董仁周
(湖南财政经济学院 法务会计研究所,湖南 长沙 410205)
随着城镇化进程的加快,农民土地征收补偿已成为地方政府“与民争利”的主要难题,因征收补偿违法造成暴力征收、群体上访、自焚伤亡等事件频繁发生,2011年11月广东陆丰市乌坎村因农民土地被违法征收侵占引发群体上访[1],拆迁矛盾已经成为全国为数最多的矛盾之一[2],并严重影响农民生存、农村稳定和农业发展。究其根本原因,在于农民土地征收补偿制度极不完善。党的十八大报告指出“改革征地制度,提高农民在土地增值收益中的分配比例”。法务会计是特定主体运用法律、会计、审计、评估等工具处理和解决主体财产的被非法侵占、受损害赔偿、保值增值问题的社会专业活动,具有防范舞弊、计量损失、诉讼支持、专家证人、治理侵占等特定功能和价值,致力于反舞弊、反假账、反侵占、反腐败,其最终目的在于维护主体财产安全和保值增值[3],对防控农民土地征收补偿的计量、分配、支付舞弊和救济被非法侵占的农民合法权益具有重要作用,能够成为维护农民土地征收补偿合法权益的重要工具。本文主要基于法务会计视域和科学发展观,探讨农民土地征收补偿制度的主要缺陷、基本成因与完善路径。
目前农民土地所有权难以充分保障,据农业部调查,归行政村占有的土地所有权约39.6%,归村民小组占有的约44.9%,归行政村和村民小组共有的约14.7%[4]。随着城镇化快速推进,2000—2030年耕地占用超过359.7hm2[5]。农地以“公益”名义征收严重,政府征收(包括公益性、商业性、经济开发区用地)约占50%,乡(镇)村集体非农建设占30%,公益性用地(如公路、学校等)仅占10%,其余均为工业用地、商业性和经营性用地[6]。农地补偿分配舞弊和非法侵占异常惊人,征地补偿收益农民得10%—15%,集体得25%—30%,地方政府及其机构得60%—70%[7]。农地征收舞弊导致失地农民不断增加,每征用一亩地导致1.5个农民失业,2000—2030年占用耕地将达到5450万亩,会有8175万农民失业[8]。按照当今城市化速度,十几年后失地农民将达到1亿[9]。基于法务会计追求产权保值增值视域,本文发现我国农民土地征收补偿制度存在如下缺陷。
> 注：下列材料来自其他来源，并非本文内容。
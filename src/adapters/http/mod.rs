//! HTTP adapters - REST API implementations.

pub mod subscription;

// Re-export key types for convenience
pub use subscription::subscription_router;
pub use subscription::SubscriptionAppState;
//! Configuration error types

use thiserror::Error;

/// Errors that can occur during configuration loading
#[derive(Debug, Error)]
pub enum ConfigError {
    #[error("Configuration loading failed: {0}")]
    LoadError(#[from] config::ConfigError),

    #[error("Validation failed: {0}")]
    ValidationFailed(#[from] ValidationError),
}

/// Errors that can occur during configuration validation
#[derive(Debug, Error, PartialEq, Eq)]
pub enum ValidationError {
    #[error("Required configuration missing: {0}")]
    MissingRequired(&'static str),

    #[error("Invalid socket address: {0}")]
    InvalidSocketAddress(String),

    #[error("Invalid port number")]
    InvalidPort,

    #[error("Invalid request timeout")]
    InvalidTimeout,

    #[error("Maintenance interval must be at least one second")]
    InvalidMaintenanceInterval,

    #[error("Invalid database URL format")]
    InvalidDatabaseUrl,

    #[error("Pool min_connections exceeds max_connections")]
    InvalidPoolSize,

    #[error("Pool size exceeds maximum allowed (100)")]
    PoolSizeTooLarge,

    #[error("Invalid Stripe API key format")]
    InvalidStripeKey,

    #[error("Invalid Stripe webhook secret format")]
    InvalidStripeWebhookSecret,

    #[error("Live mode is required but the Stripe API key is a test key")]
    LiveKeyRequired,

    #[error("Invalid redirect URL for {0}: must be http or https")]
    InvalidRedirectUrl(&'static str),

    #[error("Read attempts must be between 1 and 10")]
    InvalidRetryAttempts,

    #[error("Webhook retention must be at least one day")]
    InvalidRetention,
}
//! Subscription - a ledger record of who is subscribed to what.
//!
//! Rows are never edited in place when a plan changes: the old row is
//! deactivated and a new active row is inserted, so the ledger keeps the
//! history of every plan a user held.

use serde::{Deserialize, Serialize};

use crate::domain::foundation::{PlanId, SubscriptionId, Timestamp, UserId};

/// A single ledger row.
#[derive(Debug, Clone, PartialEq, Eq, Serialize, Deserialize)]
pub struct Subscription {
    pub id: SubscriptionId,
    pub user_id: UserId,
    pub plan_id: PlanId,
    pub provider_subscription_id: String,
    pub period_end: Timestamp,
    pub is_active: bool,
    pub created_at: Timestamp,
}

impl Subscription {
    /// Creates a new active row.
    pub fn activate(
        user_id: UserId,
        plan_id: PlanId,
        provider_subscription_id: impl Into<String>,
        period_end: Timestamp,
    ) -> Self {
        Self {
            id: SubscriptionId::new(),
            user_id,
            plan_id,
            provider_subscription_id: provider_subscription_id.into(),
            period_end,
            is_active: true,
            created_at: Timestamp::now(),
        }
    }

    /// Creates the row that replaces `self` after an in-place plan change.
    ///
    /// The successor keeps the user and takes the plan, provider id and
    /// period end reported by the provider after the modification.
    pub fn successor(
        &self,
        plan_id: PlanId,
        provider_subscription_id: impl Into<String>,
        period_end: Timestamp,
    ) -> Self {
        Self::activate(
            self.user_id.clone(),
            plan_id,
            provider_subscription_id,
            period_end,
        )
    }

    /// Returns true if this row belongs to `user_id`.
    pub fn is_owned_by(&self, user_id: &UserId) -> bool {
        &self.user_id == user_id
    }

    /// Returns true if this row is backed by the given provider subscription.
    pub fn tracks(&self, provider_subscription_id: &str) -> bool {
        self.provider_subscription_id == provider_subscription_id
    }
}
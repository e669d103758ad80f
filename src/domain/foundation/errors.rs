//! Error types for the domain layer.

use std::collections::HashMap;
use std::error::Error;
use std::fmt;
use thiserror::Error;

/// Errors that occur during value object construction.
#[derive(Debug, Clone, PartialEq, Eq, Error)]
pub enum ValidationError {
    #[error("Field '{field}' cannot be empty")]
    EmptyField { field: String },

    #[error("Field '{field}' has invalid format: {reason}")]
    InvalidFormat { field: String, reason: String },
}

impl ValidationError {
    /// Creates an empty field validation error.
    pub fn empty_field(field: impl Into<String>) -> Self {
        ValidationError::EmptyField { field: field.into() }
    }

    /// Creates an invalid format validation error.
    pub fn invalid_format(field: impl Into<String>, reason: impl Into<String>) -> Self {
        ValidationError::InvalidFormat {
            field: field.into(),
            reason: reason.into(),
        }
    }

    /// Name of the offending field.
    pub fn field(&self) -> &str {
        match self {
            ValidationError::EmptyField { field } => field,
            ValidationError::InvalidFormat { field, .. } => field,
        }
    }
}

/// Error codes organized by category.
#[derive(Debug, Clone, Copy, PartialEq, Eq, Hash)]
pub enum ErrorCode {
    // Validation errors
    ValidationFailed,

    // Not found errors
    SubscriptionNotFound,
    PlanNotFound,

    // Consistency errors
    ActiveSubscriptionConflict,
    StaleSubscription,

    // Payment provider errors
    GatewayError,
    GatewayOutcomeUnknown,
    RateLimited,

    // Infrastructure errors
    DatabaseError,
    InternalError,
}

impl fmt::Display for ErrorCode {
    fn fmt(&self, f: &mut fmt::Formatter<'_>) -> fmt::Result {
        let s = match self {
            ErrorCode::ValidationFailed => "VALIDATION_FAILED",
            ErrorCode::SubscriptionNotFound => "SUBSCRIPTION_NOT_FOUND",
            ErrorCode::PlanNotFound => "PLAN_NOT_FOUND",
            ErrorCode::ActiveSubscriptionConflict => "ACTIVE_SUBSCRIPTION_CONFLICT",
            ErrorCode::StaleSubscription => "STALE_SUBSCRIPTION",
            ErrorCode::GatewayError => "GATEWAY_ERROR",
            ErrorCode::GatewayOutcomeUnknown => "GATEWAY_OUTCOME_UNKNOWN",
            ErrorCode::RateLimited => "RATE_LIMITED",
            ErrorCode::DatabaseError => "DATABASE_ERROR",
            ErrorCode::InternalError => "INTERNAL_ERROR",
        };
        write!(f, "{}", s)
    }
}

/// Standard domain error with code, message, and optional details.
///
/// Returned by the persistence ports. Callers inspect `code` to tell an
/// invariant rejection (`ActiveSubscriptionConflict`, `StaleSubscription`)
/// apart from an infrastructure failure.
#[derive(Debug, Clone)]
pub struct DomainError {
    pub code: ErrorCode,
    pub message: String,
    pub details: HashMap<String, String>,
}

impl DomainError {
    /// Creates a new domain error.
    pub fn new(code: ErrorCode, message: impl Into<String>) -> Self {
        Self {
            code,
            message: message.into(),
            details: HashMap::new(),
        }
    }

    /// Creates a database error.
    pub fn database(message: impl Into<String>) -> Self {
        Self::new(ErrorCode::DatabaseError, message)
    }

    /// Adds a detail to the error.
    pub fn with_detail(mut self, key: impl Into<String>, value: impl Into<String>) -> Self {
        self.details.insert(key.into(), value.into());
        self
    }

    /// True when the error reports a one-active-subscription violation or a
    /// lost race on the active slot.
    pub fn is_conflict(&self) -> bool {
        matches!(
            self.code,
            ErrorCode::ActiveSubscriptionConflict | ErrorCode::StaleSubscription
        )
    }
}

impl fmt::Display for DomainError {
    fn fmt(&self, f: &mut fmt::Formatter<'_>) -> fmt::Result {
        write!(f, "[{}] {}", self.code, self.message)
    }
}

impl Error for DomainError {}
一是土地征收法律没有系统化。根据《立法法》第8条“对非国有财产的征收只能制定法律”规定,征收农民土地所有权只能依据法律规范,但目前没有一部专门法律规范农民土地征收补偿,只有三部法律个别条款涉及土地征收(《宪法》第10条、《土地管理法》第2条、《物权法》第42条)规定国家只能为了公共利益的需要,依法对农民土地实行征收或征用并给予补偿,导致现实生活中地方政府以“公共利益”为名违法征收农民土地事件频发。
二是土地管理法与宪法矛盾。根据《土地管理法》第43条规定“任何单位和个人进行建设,需要使用土地的,必须依法申请使用国有土地”,因建设需要使用农民土地的任何单位和个人,即使其目的不是出于“公共利益”而是基于商业利益,也必须由政府对开发项目需使用的农民土地征收为国有土地,再出让给非“公共利益”用地者,这明显与《宪法》基于公共利益征收农民土地的规定相矛盾,成为地方政府违法征收农民土地的“合法”依据。
三是征收法规严重违法。我国征收法规为《土地管理法实施条例》(以下简称《条例》),《条例》第19条规定只要符合土地利用规划即可批准征收农民土地,而《条例》第8条规定土地利用规划由地方政府编制,属于“经济人”的地方政府必然基于本位利益编制、修改土地利用规划,提请地方人大批准,赋予其“法律效力”。地方政府自主制定的“土地利用规划”成为其随意征收农民土地的合法依据,但是否符合公共利益不得而知。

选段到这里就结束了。